Le Monde rapporte aussi que des bateaux enlèvent les déchets flottants plusieurs fois par semaine. Pour la qualité de l’eau, Nextplz indique qu’Eau de Paris réalise un contrôle hebdomadaire, tandis que l’Agence régionale de santé d’Île-de-France procède également à ses propres analyses. Les recherches portent notamment sur Escherichia coli et les entérocoques intestinaux.

Selon Nextplz, les derniers résultats cités, datés du 22 juin, montraient des concentrations largement inférieures aux seuils réglementaires. Le Monde indique de son côté que l’Agence régionale de santé classe la qualité de l’eau du canal comme « excellente » depuis plusieurs années. Ces éléments ne tranchent pas le cas individuel, mais ils structurent la réponse officielle.

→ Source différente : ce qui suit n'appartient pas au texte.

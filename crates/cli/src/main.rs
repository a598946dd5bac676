//! RocketShoes CLI - development tools.
//!
//! # Usage
//!
//! ```bash
//! # Serve the demo catalog on the port the storefront expects
//! rocketshoes-cli catalog
//!
//! # Serve a custom fixture on another port
//! rocketshoes-cli catalog --port 4000 --fixture my-catalog.json
//! ```
//!
//! # Commands
//!
//! - `catalog` - Serve the fixture catalog API (products and stock)

#![cfg_attr(not(test), forbid(unsafe_code))]

use std::net::IpAddr;
use std::path::PathBuf;

use clap::{Parser, Subcommand};

mod commands;

#[derive(Parser)]
#[command(name = "rocketshoes-cli")]
#[command(author, version, about = "RocketShoes CLI tools")]
struct Cli {
    #[command(subcommand)]
    command: Commands,
}

#[derive(Subcommand)]
enum Commands {
    /// Serve the fixture catalog API
    Catalog {
        /// Bind address
        #[arg(long, default_value = "127.0.0.1")]
        host: IpAddr,

        /// Listen port (the storefront's default catalog port)
        #[arg(short, long, default_value_t = 3333)]
        port: u16,

        /// Fixture file with products and stock
        #[arg(short, long, default_value = "demos/catalog.json")]
        fixture: PathBuf,
    },
}

#[tokio::main]
async fn main() {
    // Initialize tracing
    tracing_subscriber::fmt::init();

    let cli = Cli::parse();

    let result: Result<(), Box<dyn std::error::Error>> = run(cli).await;

    if let Err(e) = result {
        tracing::error!("Command failed: {e}");
        std::process::exit(1);
    }
}

async fn run(cli: Cli) -> Result<(), Box<dyn std::error::Error>> {
    match cli.command {
        Commands::Catalog {
            host,
            port,
            fixture,
        } => {
            commands::catalog::serve(host, port, &fixture).await?;
        }
    }
    Ok(())
}
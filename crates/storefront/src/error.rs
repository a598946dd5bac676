//! Route-level error handling.
//!
//! Cart operations never surface here: their failures become toast
//! notifications at the route layer (see [`crate::notify`]). This type
//! covers page-rendering paths, mainly catalog reads for the listing.

use axum::{
    http::StatusCode,
    response::{IntoResponse, Response},
};
use thiserror::Error;

use crate::catalog::CatalogError;

/// Application-level error type for the storefront pages.
#[derive(Debug, Error)]
pub enum AppError {
    /// Catalog API operation failed.
    #[error("Catalog error: {0}")]
    Catalog(#[from] CatalogError),

    /// Resource not found.
    #[error("Not found: {0}")]
    NotFound(String),

    /// Internal server error.
    #[error("Internal error: {0}")]
    Internal(String),
}

impl IntoResponse for AppError {
    fn into_response(self) -> Response {
        if matches!(self, Self::Catalog(_) | Self::Internal(_)) {
            tracing::error!(error = %self, "Request error");
        }

        let status = match &self {
            Self::Catalog(_) => StatusCode::BAD_GATEWAY,
            Self::NotFound(_) => StatusCode::NOT_FOUND,
            Self::Internal(_) => StatusCode::INTERNAL_SERVER_ERROR,
        };

        // Don't expose internal error details to clients
        let message = match &self {
            Self::Catalog(_) => "External service error".to_string(),
            Self::Internal(_) => "Internal server error".to_string(),
            Self::NotFound(_) => self.to_string(),
        };

        (status, message).into_response()
    }
}

/// Result type alias for `AppError`.
pub type Result<T> = std::result::Result<T, AppError>;
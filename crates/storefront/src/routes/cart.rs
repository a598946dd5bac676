//! Cart route handlers.
//!
//! Cart operations use HTMX for dynamic updates without full page
//! reloads. Outcomes reach the user as toast events on the `HX-Trigger`
//! response header, never as failed responses: on error the handler
//! re-renders the current state with the failure toast attached.

use askama::Template;
use askama_web::WebTemplate;
use axum::{
    Form,
    extract::State,
    response::{AppendHeaders, IntoResponse, Response},
};
use serde::Deserialize;
use tracing::instrument;

use rocketshoes_core::{Cart, ProductId, format_brl};

use crate::cart::CartError;
use crate::filters;
use crate::notify::{self, CartOp, Toast};
use crate::state::AppState;

/// Cart line display data for templates.
#[derive(Clone)]
pub struct CartItemView {
    pub id: i64,
    pub title: String,
    pub price: String,
    pub amount: u32,
    pub line_total: String,
    pub image: String,
}

/// Cart display data for templates.
#[derive(Clone)]
pub struct CartView {
    pub items: Vec<CartItemView>,
    pub total: String,
    pub item_count: u32,
}

impl From<&Cart> for CartView {
    fn from(cart: &Cart) -> Self {
        Self {
            items: cart
                .items()
                .iter()
                .map(|item| CartItemView {
                    id: item.id().as_i64(),
                    title: item.product.title.clone(),
                    price: format_brl(item.product.price),
                    amount: item.amount,
                    line_total: format_brl(item.line_total()),
                    image: item.product.image.clone(),
                })
                .collect(),
            total: format_brl(cart.total()),
            item_count: cart.item_count(),
        }
    }
}

/// Add/remove form data.
#[derive(Debug, Deserialize)]
pub struct ProductForm {
    pub product_id: i64,
}

/// Update-quantity form data.
#[derive(Debug, Deserialize)]
pub struct UpdateAmountForm {
    pub product_id: i64,
    pub amount: i64,
}

/// Cart page template.
#[derive(Template, WebTemplate)]
#[template(path = "cart/show.html")]
pub struct CartShowTemplate {
    pub cart: CartView,
}

/// Cart items fragment template (for HTMX).
#[derive(Template, WebTemplate)]
#[template(path = "partials/cart_items.html")]
pub struct CartItemsTemplate {
    pub cart: CartView,
}

/// Cart count badge fragment template (for HTMX).
#[derive(Template, WebTemplate)]
#[template(path = "partials/cart_count.html")]
pub struct CartCountTemplate {
    pub count: u32,
}

/// `HX-Trigger` headers carrying a failure toast for the operation.
fn failure_headers(op: CartOp, error: &CartError) -> AppendHeaders<[(&'static str, String); 1]> {
    let toast = Toast::error(notify::failure_message(op, error));
    AppendHeaders([(notify::HX_TRIGGER, notify::hx_trigger(Some(&toast), false))])
}

/// `HX-Trigger` headers for a successful mutation.
fn success_headers(toast: Option<&Toast>) -> AppendHeaders<[(&'static str, String); 1]> {
    AppendHeaders([(notify::HX_TRIGGER, notify::hx_trigger(toast, true))])
}

/// Display the cart page.
#[instrument(skip(state))]
pub async fn show(State(state): State<AppState>) -> impl IntoResponse {
    CartShowTemplate {
        cart: CartView::from(&state.cart().cart()),
    }
}

/// Add one unit of a product (HTMX).
///
/// Returns the cart count badge; the success toast and the
/// `cart-updated` event ride on the `HX-Trigger` header.
#[instrument(skip(state))]
pub async fn add(State(state): State<AppState>, Form(form): Form<ProductForm>) -> Response {
    let id = ProductId::new(form.product_id);

    match state.cart().add_product(id).await {
        Ok(cart) => {
            let toast = Toast::success(notify::PRODUCT_ADDED);
            (
                success_headers(Some(&toast)),
                CartCountTemplate {
                    count: cart.item_count(),
                },
            )
                .into_response()
        }
        Err(e) => {
            tracing::warn!(product_id = %id, "add to cart failed: {e}");
            (
                failure_headers(CartOp::Add, &e),
                CartCountTemplate {
                    count: state.cart().cart().item_count(),
                },
            )
                .into_response()
        }
    }
}

/// Set a cart line's quantity (HTMX).
///
/// A quantity of zero or less is a silent no-op: the current items are
/// re-rendered with no toast and no `cart-updated` event.
#[instrument(skip(state))]
pub async fn update(State(state): State<AppState>, Form(form): Form<UpdateAmountForm>) -> Response {
    let id = ProductId::new(form.product_id);

    match state.cart().update_amount(id, form.amount).await {
        Ok(cart) => {
            let body = CartItemsTemplate {
                cart: CartView::from(&cart),
            };
            if form.amount > 0 {
                (success_headers(None), body).into_response()
            } else {
                body.into_response()
            }
        }
        Err(e) => {
            tracing::warn!(product_id = %id, "cart update failed: {e}");
            (
                failure_headers(CartOp::Update, &e),
                CartItemsTemplate {
                    cart: CartView::from(&state.cart().cart()),
                },
            )
                .into_response()
        }
    }
}

/// Remove a cart line (HTMX).
#[instrument(skip(state))]
pub async fn remove(State(state): State<AppState>, Form(form): Form<ProductForm>) -> Response {
    let id = ProductId::new(form.product_id);

    match state.cart().remove_product(id) {
        Ok(cart) => (
            success_headers(None),
            CartItemsTemplate {
                cart: CartView::from(&cart),
            },
        )
            .into_response(),
        Err(e) => {
            tracing::warn!(product_id = %id, "cart removal failed: {e}");
            (
                failure_headers(CartOp::Remove, &e),
                CartItemsTemplate {
                    cart: CartView::from(&state.cart().cart()),
                },
            )
                .into_response()
        }
    }
}

/// Get the cart count badge (HTMX).
#[instrument(skip(state))]
pub async fn count(State(state): State<AppState>) -> impl IntoResponse {
    CartCountTemplate {
        count: state.cart().cart().item_count(),
    }
}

Rapports d’analyse, ponts et PFAS: les zones à éclaircir

La question de la transparence demeure. Selon Le Monde, Sabine Allou, cheffe de projet qualité de l’eau à la Fondation Surfrider, estime que l’association doit faire confiance aux autorités faute d’accès direct aux rapports d’analyse. Cette demande porte moins sur l’existence des contrôles que sur la possibilité de vérifier leurs résultats.